Student leaders often struggle to reserve space in Lerner, organizing meetings and performances around outside events that occur on the upper and lower floors of the student center. This has been a particularly pressing problem for theater groups that must find alternative locations to present shows when the black box and Roone Arledge are in use. It would be understandable if Columbia rented chronically underused spaces to outside groups, but that description does not fit Lerner Hall. Administrators must reserve more of these spaces for student groups.
Columbia Catering’s use of Lerner 6 is a particularly egregious symptom of this problem. The service more often caters to outside groups that hold functions at Columbia than it does to student groups. This is folly—a building designated as a student center on a campus as spaced-crunched as ours must make full use of its facilities for students, rather than half-heartedly offer them up for use by businesses.
Admittedly, the problem of Lerner 6 is more complicated than just removing Columbia Catering’s shrimp forks and glassware. Because no single dean from any of Columbia’s schools has complete jurisdiction over the space, administrators have repeatedly failed to reach a decision as to how to use the floor. But such a bureaucratic roadblock does not excuse eight years of partial and haphazard use, nor should it continue to be a pretext for inaction.
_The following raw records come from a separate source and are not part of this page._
use crate::Message;
use tracing::warn;

/// Events emitted by the dispatcher for the network layer.
#[derive(Debug, Clone, PartialEq)]
pub enum DispatchEvent {
    /// A tagged message ready to be put on the wire.
    Deliver(Message),
}

/// Accepts tagged messages for delivery.
///
/// Delivery is fire-and-forget; failures are reported back later through
/// `ChatSession::on_send_message_error`.
pub trait TransportSink: Send + Sync {
    fn deliver(&self, message: Message);
}

impl TransportSink for crossbeam_channel::Sender<DispatchEvent> {
    fn deliver(&self, message: Message) {
        let id = message.id.clone();
        if self.send(DispatchEvent::Deliver(message)).is_err() {
            warn!(message_id = %id, "transport receiver dropped, message discarded");
        }
    }
}

/// Channel-backed transport for embedding the dispatcher behind a queue.
pub struct ChannelTransport {
    event_tx: crossbeam_channel::Sender<DispatchEvent>,
}

impl ChannelTransport {
    pub fn new(event_tx: crossbeam_channel::Sender<DispatchEvent>) -> Self {
        Self { event_tx }
    }

    /// Creates a transport together with the receiving end of its channel.
    pub fn unbounded() -> (Self, crossbeam_channel::Receiver<DispatchEvent>) {
        let (tx, rx) = crossbeam_channel::unbounded();
        (Self::new(tx), rx)
    }
}

impl TransportSink for ChannelTransport {
    fn deliver(&self, message: Message) {
        self.event_tx.deliver(message);
    }
}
The building was erected as a hub for student life and campus activity, and the University ought to follow through on this mission. There are too many good uses for Lerner’s sixth floor for it to go to waste for another eight years.

















What's scandalous is that the overwhelming number of needs not met by the buildings existing spaces are used as a reason not to commit the space to any single one of them. Incredible.
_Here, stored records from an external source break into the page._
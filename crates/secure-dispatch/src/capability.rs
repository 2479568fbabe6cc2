use crate::{Message, OutcomeType};
use jid::Jid;
use std::collections::HashSet;
use std::sync::atomic::{AtomicUsize, Ordering};
use std::sync::{Arc, Mutex};

/// Answers whether an address can receive group-encrypted messages.
///
/// Verdicts may be stale and calls may block; callers must not hold a
/// conversation lock while asking.
pub trait CapabilityOracle: Send + Sync {
    fn supports_group_encryption(&self, address: &Jid) -> bool;
}

/// Encrypts a message for every device of the recipient and delivers it.
pub trait GroupEncryptor: Send + Sync {
    /// Returns the outcome to record on the message.
    fn encrypt_and_deliver(&self, message: &Message) -> OutcomeType;
}

/// In-memory oracle backed by an explicit set of capable addresses.
#[derive(Clone, Default)]
pub struct StaticCapabilities {
    supported: Arc<Mutex<HashSet<String>>>,
    queries: Arc<AtomicUsize>,
}

impl StaticCapabilities {
    pub fn new() -> Self {
        Self::default()
    }

    pub fn grant(&self, address: &Jid) {
        self.supported.lock().unwrap().insert(address.to_string());
    }

    pub fn revoke(&self, address: &Jid) {
        self.supported.lock().unwrap().remove(&address.to_string());
    }

    /// Number of times the oracle has been asked.
    pub fn queries(&self) -> usize {
        self.queries.load(Ordering::SeqCst)
    }
}

impl CapabilityOracle for StaticCapabilities {
    fn supports_group_encryption(&self, address: &Jid) -> bool {
        self.queries.fetch_add(1, Ordering::SeqCst);
        let supported = self.supported.lock().unwrap();
        supported.contains(&address.to_string()) || supported.contains(&address.to_bare().to_string())
    }
}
In the end Lerner 6 will eventually be converted into a mix of bland undersized "reservable" rooms that augment Lerner's conference center capabilities, and an as of yet uncreated bureaucratic office that needs space.
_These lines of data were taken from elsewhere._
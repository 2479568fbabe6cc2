use anyhow::{Context, Result};
use secure_dispatch::participant::conversation_key;
use secure_dispatch::{ChatGroup, Contact, Jid, PairwiseSessionStatus, Participant, Presence};
use serde::{Deserialize, Serialize};
use std::path::{Path, PathBuf};

/// CLI configuration
#[derive(Debug, Clone, Default, Serialize, Deserialize)]
pub struct Config {
    /// Local account address (full or bare JID)
    #[serde(skip_serializing_if = "Option::is_none")]
    pub account: Option<String>,

    #[serde(default)]
    pub contacts: Vec<ContactEntry>,

    #[serde(default)]
    pub groups: Vec<GroupEntry>,

    /// Path to the config file
    #[serde(skip)]
    pub path: PathBuf,
}

/// A contact together with the simulated state of its peer.
#[derive(Debug, Clone, PartialEq, Serialize, Deserialize)]
#[serde(rename_all = "camelCase")]
pub struct ContactEntry {
    pub address: String,
    #[serde(default, skip_serializing_if = "Option::is_none")]
    pub name: Option<String>,
    /// Resource pinned on the contact
    #[serde(default, skip_serializing_if = "Option::is_none")]
    pub resource: Option<String>,
    #[serde(default)]
    pub online: bool,
    #[serde(default, skip_serializing_if = "Option::is_none")]
    pub presence_resource: Option<String>,
    #[serde(default = "default_status")]
    pub status: PairwiseSessionStatus,
    #[serde(default)]
    pub verified: bool,
    #[serde(default)]
    pub wake_capable: bool,
    #[serde(default)]
    pub group_encryption: bool,
    /// Pairwise session the offline wake already went to.
    #[serde(default, skip_serializing_if = "Option::is_none")]
    pub push_sent: Option<PushClaim>,
}

/// A sent offline wake, recorded against the remote address and the
/// pairwise session generation.
#[derive(Debug, Clone, PartialEq, Eq, Serialize, Deserialize)]
pub struct PushClaim {
    pub remote: String,
    pub generation: u64,
}

fn default_status() -> PairwiseSessionStatus {
    PairwiseSessionStatus::Plaintext
}

impl ContactEntry {
    pub fn new(address: &str) -> Self {
        Self {
            address: address.to_string(),
            name: None,
            resource: None,
            online: false,
            presence_resource: None,
            status: default_status(),
            verified: false,
            wake_capable: false,
            group_encryption: false,
            push_sent: None,
        }
    }

    pub fn participant(&self) -> Participant {
        let presence = Presence {
            online: self.online,
            resource: self.presence_resource.clone(),
        };
        let mut contact = Contact::new(&self.address).with_presence(presence);
        contact.name = self.name.clone();
        contact.resource = self.resource.clone();
        contact.into()
    }
}

#[derive(Debug, Clone, PartialEq, Serialize, Deserialize)]
pub struct GroupEntry {
    pub address: String,
    #[serde(default, skip_serializing_if = "Option::is_none")]
    pub name: Option<String>,
}

impl GroupEntry {
    pub fn participant(&self) -> Participant {
        let mut group = ChatGroup::new(&self.address);
        group.name = self.name.clone();
        group.into()
    }
}

impl Config {
    /// Load config from the data directory
    pub fn load(data_dir: &Path) -> Result<Self> {
        let config_path = data_dir.join("config.json");

        if config_path.exists() {
            let content =
                std::fs::read_to_string(&config_path).context("Failed to read config file")?;
            let mut config: Config =
                serde_json::from_str(&content).context("Failed to parse config file")?;
            config.path = config_path;
            Ok(config)
        } else {
            Ok(Config {
                path: config_path,
                ..Default::default()
            })
        }
    }

    /// Save config to disk
    pub fn save(&self) -> Result<()> {
        let content = serde_json::to_string_pretty(self).context("Failed to serialize config")?;
        std::fs::write(&self.path, content).context("Failed to write config file")?;
        Ok(())
    }

    pub fn set_account(&mut self, address: &str) -> Result<()> {
        address
            .parse::<Jid>()
            .with_context(|| format!("Invalid account address: {}", address))?;
        self.account = Some(address.to_string());
        self.save()
    }

    pub fn account_jid(&self) -> Result<Jid> {
        let account = self
            .account
            .as_ref()
            .context("No account configured, run `sdx login <jid>` first")?;
        account
            .parse::<Jid>()
            .with_context(|| format!("Invalid account address: {}", account))
    }

    pub fn contact(&self, address: &str) -> Option<&ContactEntry> {
        let key = conversation_key(address);
        self.contacts
            .iter()
            .find(|c| conversation_key(&c.address) == key)
    }

    pub fn contact_mut(&mut self, address: &str) -> Option<&mut ContactEntry> {
        let key = conversation_key(address);
        self.contacts
            .iter_mut()
            .find(|c| conversation_key(&c.address) == key)
    }

    /// Adds the contact, or replaces the one with the same bare address.
    pub fn upsert_contact(&mut self, entry: ContactEntry) {
        match self.contact_mut(&entry.address) {
            Some(existing) => *existing = entry,
            None => self.contacts.push(entry),
        }
    }

    pub fn upsert_group(&mut self, entry: GroupEntry) {
        let key = conversation_key(&entry.address);
        match self
            .groups
            .iter_mut()
            .find(|g| conversation_key(&g.address) == key)
        {
            Some(existing) => *existing = entry,
            None => self.groups.push(entry),
        }
    }

    /// Every configured conversation partner.
    pub fn participants(&self) -> Vec<Participant> {
        self.contacts
            .iter()
            .map(ContactEntry::participant)
            .chain(self.groups.iter().map(GroupEntry::participant))
            .collect()
    }
}

#[cfg(test)]
mod tests {
    use super::*;
    use tempfile::TempDir;

    #[test]
    fn test_config_load_nonexistent() {
        let temp = TempDir::new().unwrap();
        let config = Config::load(temp.path()).unwrap();
        assert!(config.account.is_none());
        assert!(config.contacts.is_empty());
        assert!(config.account_jid().is_err());
    }

    #[test]
    fn test_config_save_and_load() {
        let temp = TempDir::new().unwrap();
        let mut config = Config::load(temp.path()).unwrap();
        config.set_account("alice@example.org/laptop").unwrap();

        let mut bob = ContactEntry::new("bob@example.org");
        bob.online = true;
        bob.presence_resource = Some("phone".to_string());
        bob.status = PairwiseSessionStatus::Encrypted;
        config.upsert_contact(bob.clone());
        config.upsert_group(GroupEntry {
            address: "room@conference.example.org".to_string(),
            name: None,
        });
        config.save().unwrap();

        let loaded = Config::load(temp.path()).unwrap();
        assert_eq!(
            loaded.account_jid().unwrap().to_string(),
            "alice@example.org/laptop"
        );
        assert_eq!(loaded.contacts, vec![bob]);
        assert_eq!(loaded.participants().len(), 2);
    }

    #[test]
    fn test_invalid_account_is_rejected() {
        let temp = TempDir::new().unwrap();
        let mut config = Config::load(temp.path()).unwrap();
        assert!(config.set_account("alice@").is_err());
        assert!(config.account.is_none());
    }

    #[test]
    fn test_contact_lookup_ignores_resource() {
        let mut config = Config::default();
        config.upsert_contact(ContactEntry::new("bob@example.org"));

        let mut replaced = ContactEntry::new("bob@example.org/phone");
        replaced.verified = true;
        config.upsert_contact(replaced);

        assert_eq!(config.contacts.len(), 1);
        assert!(config.contact("bob@example.org/tablet").unwrap().verified);
    }

    #[test]
    fn test_missing_fields_use_defaults() {
        let config: Config =
            serde_json::from_str(r#"{"contacts":[{"address":"bob@example.org"}]}"#).unwrap();
        let bob = &config.contacts[0];
        assert_eq!(bob.status, PairwiseSessionStatus::Plaintext);
        assert!(!bob.online);
        assert!(config.groups.is_empty());
    }
}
Actually, article author, the Black Box is rented out through conference services *exceedingly* rarely. Problem is, putting on any show there is such a bureaucratic clusterfark that it remains empty until late into the semester, when student groups have managed to get all their paperwork together. But I'm not bitter.
I don't think they're actually saying Lerner 6 undermines the case for Manhattanville—only that it's slightly hypocritical to lobby for more space when you're making poor use of what you've got. Poetic license, methinks.
Yes, the status of Lerner is scandalous. But 12,000 square feet of unused student activities space does not undermine the university's need for 7,000,000 square feet of new space overall. Could Lerner 6 be used for hundreds of faculty apartments? Could a million square feet of engineering labs go there? Could it provide a new home for the chemistry department?